When the actor owns its data, prefer durable state or SQLite, which need no external infrastructure.

Cleanup

vars is dropped when the actor stops, but per-actor resources like timers, subscriptions, and dedicated connections aren’t cleaned up for you. Release them in onSleep and onDestroy. A shared pool stays open for the whole process, so don’t close it per actor.

const poller = actor({
  state: { ticks: 0 },

  // Per-actor timer started on each wake
  createVars: (c) => ({ timer: setInterval(() => c.state.ticks++, 5000) }),

  // Clear it before the actor sleeps or is destroyed
  onSleep: (c) => clearInterval(c.vars.timer),
  onDestroy: (c) => clearInterval(c.vars.timer),

  actions: { /* ... */ }
});

Embedded SQLite

c.db is a SQLite database scoped to each actor and stored on disk. Use it for queryable, relational, or larger-than-memory data.

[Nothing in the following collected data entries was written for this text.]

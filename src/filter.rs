//! Translator output: a field-to-predicate mapping in the persistence layer's shape.
//!
//! A [`Filter`] renders to the JSON object passed as `where` to a
//! `findMany` call:
//!
//! ```text
//! { "age": { "gte": 18 }, "name": { "contains": "Al" }, "active": true }
//! ```
//!
//! Equality is written as the bare literal; every other predicate is a
//! single-key object. Keys are ordered by field name, so output is
//! deterministic.

use std::collections::BTreeMap;

use crate::operator::Operator;
use crate::value::Literal;

/// A single comparison instruction for one field.
#[derive(Debug, Clone, PartialEq)]
pub enum Predicate {
    /// Plain equality, rendered as the literal itself
    Equals(Literal),
    /// `{ "not": value }`
    Not(Literal),
    /// `{ "contains": value }`
    Contains(Literal),
    /// `{ "gt": value }`
    Gt(Literal),
    /// `{ "lt": value }`
    Lt(Literal),
    /// `{ "gte": value }`
    Gte(Literal),
    /// `{ "lte": value }`
    Lte(Literal),
}

impl Predicate {
    pub fn new(op: Operator, operand: Literal) -> Self {
        match op {
            Operator::Equal => Predicate::Equals(operand),
            Operator::NotEqual => Predicate::Not(operand),
            Operator::Like => Predicate::Contains(operand),
            Operator::GreaterThan => Predicate::Gt(operand),
            Operator::LessThan => Predicate::Lt(operand),
            Operator::GreaterEqual => Predicate::Gte(operand),
            Operator::LessEqual => Predicate::Lte(operand),
        }
    }

    /// Key of the predicate object, `None` for plain equality.
    pub fn key(&self) -> Option<&'static str> {
        match self {
            Predicate::Equals(_) => None,
            Predicate::Not(_) => Some("not"),
            Predicate::Contains(_) => Some("contains"),
            Predicate::Gt(_) => Some("gt"),
            Predicate::Lt(_) => Some("lt"),
            Predicate::Gte(_) => Some("gte"),
            Predicate::Lte(_) => Some("lte"),
        }
    }

    pub fn operand(&self) -> &Literal {
        match self {
            Predicate::Equals(v)
            | Predicate::Not(v)
            | Predicate::Contains(v)
            | Predicate::Gt(v)
            | Predicate::Lt(v)
            | Predicate::Gte(v)
            | Predicate::Lte(v) => v,
        }
    }

    pub fn to_json(&self) -> serde_json::Value {
        let operand = self.operand().to_json();
        match self.key() {
            None => operand,
            Some(key) => {
                let mut obj = serde_json::Map::new();
                obj.insert(key.to_string(), operand);
                serde_json::Value::Object(obj)
            }
        }
    }
}

/// Field name to predicate mapping, at most one entry per field.
#[derive(Debug, Clone, Default, PartialEq)]
pub struct Filter {
    fields: BTreeMap<String, Predicate>,
}

impl Filter {
    pub fn new() -> Self {
        Self::default()
    }

    /// Set the predicate for `field`, replacing any earlier one.
    ///
    /// Returns the replaced predicate.
    pub fn insert(&mut self, field: impl Into<String>, predicate: Predicate) -> Option<Predicate> {
        self.fields.insert(field.into(), predicate)
    }

    pub fn get(&self, field: &str) -> Option<&Predicate> {
        self.fields.get(field)
    }

    pub fn len(&self) -> usize {
        self.fields.len()
    }

    pub fn is_empty(&self) -> bool {
        self.fields.is_empty()
    }

    /// Entries in field-name order.
    pub fn iter(&self) -> impl Iterator<Item = (&str, &Predicate)> {
        self.fields.iter().map(|(k, v)| (k.as_str(), v))
    }

    pub fn to_json(&self) -> serde_json::Value {
        serde_json::Value::Object(
            self.fields
                .iter()
                .map(|(field, predicate)| (field.clone(), predicate.to_json()))
                .collect(),
        )
    }
}

impl From<Filter> for serde_json::Value {
    fn from(filter: Filter) -> Self {
        filter.to_json()
    }
}

impl<K: Into<String>> FromIterator<(K, Predicate)> for Filter {
    fn from_iter<I: IntoIterator<Item = (K, Predicate)>>(iter: I) -> Self {
        Filter {
            fields: iter.into_iter().map(|(k, v)| (k.into(), v)).collect(),
        }
    }
}
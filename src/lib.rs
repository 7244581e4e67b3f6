pub mod cli;
pub mod filter;
pub mod operator;
pub mod query;
pub mod token;
pub mod translator;
pub mod value;

pub use filter::{Filter, Predicate};
pub use operator::Operator;
pub use query::{ReadRequest, find_many_args};
pub use token::{Token, WireError, tokens_from_json};
pub use translator::{
    SkipReason, Skipped, TranslateError, Translation, Translator, translate, translate_strict,
    translate_with_diagnostics,
};
pub use value::Literal;
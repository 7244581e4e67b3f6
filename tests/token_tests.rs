// tests/token_tests.rs

use cqn_filter::{Literal, Token, WireError, tokens_from_json, translate};
use serde_json::json;

// ============================================================================
// Wire Classification
// ============================================================================

#[test]
fn test_classify_shapes() {
    let test_cases = vec![
        (json!({"ref": ["age"]}), Token::field("age")),
        (
            json!({"ref": ["author", "name"]}),
            Token::Reference(vec!["author".into(), "name".into()]),
        ),
        (json!("="), Token::op("=")),
        (json!("and"), Token::op("and")),
        (json!({"val": 30}), Token::val(30)),
        (json!({"val": 2.5}), Token::val(2.5)),
        (json!({"val": "Alice"}), Token::val("Alice")),
        (json!({"val": true}), Token::val(true)),
        (json!({"val": null}), Token::Value(Literal::Null)),
    ];

    for (input, expected) in test_cases {
        assert_eq!(Token::from_json(&input), expected, "Failed for input: {}", input);
    }
}

#[test]
fn test_classify_unrecognized_as_other() {
    let test_cases = vec![
        json!({"ref": []}),
        json!({"ref": [{"id": "books", "where": []}]}),
        json!({"ref": "age"}),
        json!({"val": [1, 2]}),
        json!({"val": {"a": 1}}),
        json!({"func": "tolower", "args": [{"ref": ["name"]}]}),
        json!({"xpr": [{"ref": ["a"]}, "=", {"val": 1}]}),
        json!({}),
        json!(42),
        json!(null),
        json!(true),
        json!(["="]),
    ];

    for input in test_cases {
        assert_eq!(Token::from_json(&input), Token::Other, "Failed for input: {}", input);
    }
}

#[test]
fn test_reference_with_infix_filter_segment() {
    let token = Token::from_json(&json!({"ref": ["author", {"id": "name", "where": []}]}));
    assert_eq!(token, Token::field("author"));

    let tokens = tokens_from_json(&json!([
        {"ref": ["author", {"id": "name", "where": []}]}, "=", {"val": "Poe"}
    ]))
    .unwrap();
    assert_eq!(translate(&tokens).to_json(), json!({"author": "Poe"}));
}

#[test]
fn test_reference_keeps_string_tail_segments() {
    let token = Token::from_json(&json!({"ref": ["author", {"id": "books"}, "title"]}));
    assert_eq!(token, Token::Reference(vec!["author".into(), "title".into()]));
}

#[test]
fn test_reference_checked_before_value() {
    let token = Token::from_json(&json!({"ref": ["x"], "val": 1}));
    assert_eq!(token, Token::field("x"));
}

#[test]
fn test_large_unsigned_becomes_float() {
    let token = Token::from_json(&json!({"val": u64::MAX}));
    assert!(matches!(token, Token::Value(Literal::Float(_))));
}

#[test]
fn test_field_name() {
    assert_eq!(Token::field("age").field_name(), Some("age"));
    assert_eq!(Token::op("=").field_name(), None);
    assert_eq!(Token::val(1).field_name(), None);
    assert_eq!(Token::Other.field_name(), None);
}

// ============================================================================
// Arrays
// ============================================================================

#[test]
fn test_tokens_from_array() {
    let tokens = tokens_from_json(&json!([
        {"ref": ["name"]}, "like", {"val": "Al"},
        "and",
        {"func": "contains"}
    ]))
    .unwrap();

    assert_eq!(
        tokens,
        vec![
            Token::field("name"),
            Token::op("like"),
            Token::val("Al"),
            Token::op("and"),
            Token::Other,
        ]
    );
}

#[test]
fn test_tokens_from_non_array() {
    let err = tokens_from_json(&json!({"ref": ["x"]})).unwrap_err();
    assert!(matches!(err, WireError::NotAnArray("object")));
    assert_eq!(err.to_string(), "where clause must be a JSON array, got object");

    assert!(matches!(
        tokens_from_json(&json!("x = 1")),
        Err(WireError::NotAnArray("string"))
    ));
}

#[test]
fn test_wire_to_filter() {
    let tokens = tokens_from_json(&json!([
        {"ref": ["age"]}, "GE", {"val": 18},
        "and",
        {"ref": ["status"]}, "!=", {"val": null},
        "and",
        {"ref": ["score"]}, "le", {"val": 9.5}
    ]))
    .unwrap();

    assert_eq!(
        translate(&tokens).to_json(),
        json!({"age": {"gte": 18}, "status": {"not": null}, "score": {"lte": 9.5}})
    );
}

#[test]
fn test_wire_nested_expression_is_ignored() {
    // Parenthesised groups arrive as {"xpr": [...]}; they are not descended into.
    let tokens = tokens_from_json(&json!([
        {"xpr": [{"ref": ["a"]}, "=", {"val": 1}]},
        "and",
        {"ref": ["b"]}, "=", {"val": 2}
    ]))
    .unwrap();

    assert_eq!(translate(&tokens).to_json(), json!({"b": 2}));
}

// ============================================================================
// Literals
// ============================================================================

#[test]
fn test_literal_round_trip_keeps_integers() {
    assert_eq!(Literal::from_json(&json!(30)).unwrap().to_json(), json!(30));
    assert_eq!(Literal::from_json(&json!(-4)), Some(Literal::Integer(-4)));
    assert_eq!(Literal::from_json(&json!(1.25)), Some(Literal::Float(1.25)));
}

#[test]
fn test_non_finite_float_renders_null() {
    assert_eq!(Literal::Float(f64::NAN).to_json(), json!(null));
}

#[test]
fn test_literal_display() {
    assert_eq!(Literal::Null.to_string(), "null");
    assert_eq!(Literal::from("a\"b").to_string(), "\"a\\\"b\"");
    assert_eq!(Literal::Integer(7).to_string(), "7");
    assert!(Literal::Null.is_null());
}
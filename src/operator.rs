/// Comparison operators recognized in a filter triple.
#[derive(Debug, Clone, Copy, PartialEq, Eq)]
pub enum Operator {
    /// Equal (`=`, `eq`)
    Equal,
    /// Not equal (`!=`, `ne`)
    NotEqual,
    /// Substring match (`like`)
    Like,
    /// Greater than (`gt`)
    GreaterThan,
    /// Less than (`lt`)
    LessThan,
    /// Greater than or equal (`ge`)
    GreaterEqual,
    /// Less than or equal (`le`)
    LessEqual,
}

impl Operator {
    /// Look up an operator token, ignoring case.
    ///
    /// ```
    /// use cqn_filter::Operator;
    ///
    /// assert_eq!(Operator::parse("EQ"), Some(Operator::Equal));
    /// assert_eq!(Operator::parse("!="), Some(Operator::NotEqual));
    /// assert_eq!(Operator::parse("between"), None);
    /// ```
    pub fn parse(token: &str) -> Option<Operator> {
        match token.to_lowercase().as_str() {
            "=" | "eq" => Some(Operator::Equal),
            "!=" | "ne" => Some(Operator::NotEqual),
            "like" => Some(Operator::Like),
            "gt" => Some(Operator::GreaterThan),
            "lt" => Some(Operator::LessThan),
            "ge" => Some(Operator::GreaterEqual),
            "le" => Some(Operator::LessEqual),
            _ => None,
        }
    }
}
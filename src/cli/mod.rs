//! CLI support for cqn-filter
//!
//! Provides programmatic access to the command-line operations so they can
//! be embedded in other tools and tested without spawning the binary.

mod query;
mod translate;

pub use query::{QueryOptions, execute_query};
pub use translate::{TranslateOptions, execute_translate};

use std::io;

use crate::translator::Skipped;

/// Errors that can occur during CLI operations
#[derive(Debug, thiserror::Error)]
pub enum CliError {
    /// Strict translation rejected the filter
    #[error("Translation error: {0}")]
    Translate(#[from] crate::TranslateError),
    /// Input JSON had the wrong shape
    #[error("Invalid input: {0}")]
    Wire(#[from] crate::WireError),
    /// JSON parsing error
    #[error("Invalid JSON: {0}")]
    Json(#[from] serde_json::Error),
    /// IO error
    #[error("IO error: {0}")]
    Io(#[from] io::Error),
    /// No input provided
    #[error("No input provided. Pass JSON as an argument or pipe it to stdin.")]
    NoInput,
}

/// Result of a CLI operation
#[derive(Debug, Clone, PartialEq)]
pub struct CommandOutput {
    /// JSON to print on stdout
    pub json: serde_json::Value,
    /// Fragments the translator dropped
    pub skipped: Vec<Skipped>,
}

fn parse_input(input: Option<&str>) -> Result<serde_json::Value, CliError> {
    let text = input.ok_or(CliError::NoInput)?;
    if text.trim().is_empty() {
        return Err(CliError::NoInput);
    }
    Ok(serde_json::from_str(text)?)
}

Because compute and storage live together, queries run locally with no network round trips.

A common pattern is to treat SQLite as the source of truth and keep a working copy in c.vars: load rows in createVars, serve reads from memory, and write changes back to c.db.

import { actor } from "rivetkit";
import { db } from "rivetkit/db";

const leaderboard = actor({
  db: db({
    onMigrate: async (db) => {
      await db.execute(`
        CREATE TABLE IF NOT EXISTS scores (
          player TEXT PRIMARY KEY,
          score INTEGER NOT NULL
        );
      `);
    },
  }),

  // Load the table into memory once per start
  createVars: async (c) => {
    const rows = (await c.db.execute("SELECT player, score FROM scores")) as {
      player: string;
      score: number;
    }[];
    return { scores: new Map(rows.map((r) => [r.player, r.score])) };
  },

  actions: {
    top: (c) => [...c.vars.scores].sort((a, b) => b[1] - a[1]).slice(0, 10),

    record: async (c, player: string, score: number) => {
      c.vars.scores.set(player, score);
      // Write through to SQLite
      await c.db.execute(
        "INSERT INTO scores (player, score) VALUES (?, ?) ON CONFLICT(player) DO UPDATE SET score = ?",
        player, score, score,
      );
    },
  },
});

For the full query API, schema migrations, transactions, and the Drizzle ORM, see:

Debugging

  • GET /inspector/state returns the actor’s current state and isStateEnabled.
  • PATCH /inspector/state lets you set state directly while debugging.
  • In non-dev mode, inspector endpoints require authorization.